(Collected data entries)
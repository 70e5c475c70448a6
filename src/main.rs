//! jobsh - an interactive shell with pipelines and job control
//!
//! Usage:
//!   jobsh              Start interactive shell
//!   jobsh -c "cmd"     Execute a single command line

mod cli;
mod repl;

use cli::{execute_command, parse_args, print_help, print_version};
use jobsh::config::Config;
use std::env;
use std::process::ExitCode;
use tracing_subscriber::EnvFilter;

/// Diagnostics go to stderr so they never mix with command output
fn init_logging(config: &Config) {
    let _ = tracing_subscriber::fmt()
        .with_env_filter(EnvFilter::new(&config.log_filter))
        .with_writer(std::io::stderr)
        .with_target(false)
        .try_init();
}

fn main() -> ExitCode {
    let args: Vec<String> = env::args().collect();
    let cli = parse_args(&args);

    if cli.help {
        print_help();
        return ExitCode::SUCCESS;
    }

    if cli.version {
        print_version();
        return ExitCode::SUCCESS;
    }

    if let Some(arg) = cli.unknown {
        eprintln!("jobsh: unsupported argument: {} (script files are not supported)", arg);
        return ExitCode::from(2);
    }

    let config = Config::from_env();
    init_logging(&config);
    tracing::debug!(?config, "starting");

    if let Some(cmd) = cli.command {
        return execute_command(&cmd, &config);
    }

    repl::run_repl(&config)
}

### TASK ITEM
From the records above, copy only the lines starting with the line that holds "fn main() ->" and going on through the line that holds "(script files are", exactly as written.

### OUTPUT
fn main() -> ExitCode {
    let args: Vec<String> = env::args().collect();
    let cli = parse_args(&args);

    if cli.help {
        print_help();
        return ExitCode::SUCCESS;
    }

    if cli.version {
        print_version();
        return ExitCode::SUCCESS;
    }

    if let Some(arg) = cli.unknown {
        eprintln!("jobsh: unsupported argument: {} (script files are not supported)", arg);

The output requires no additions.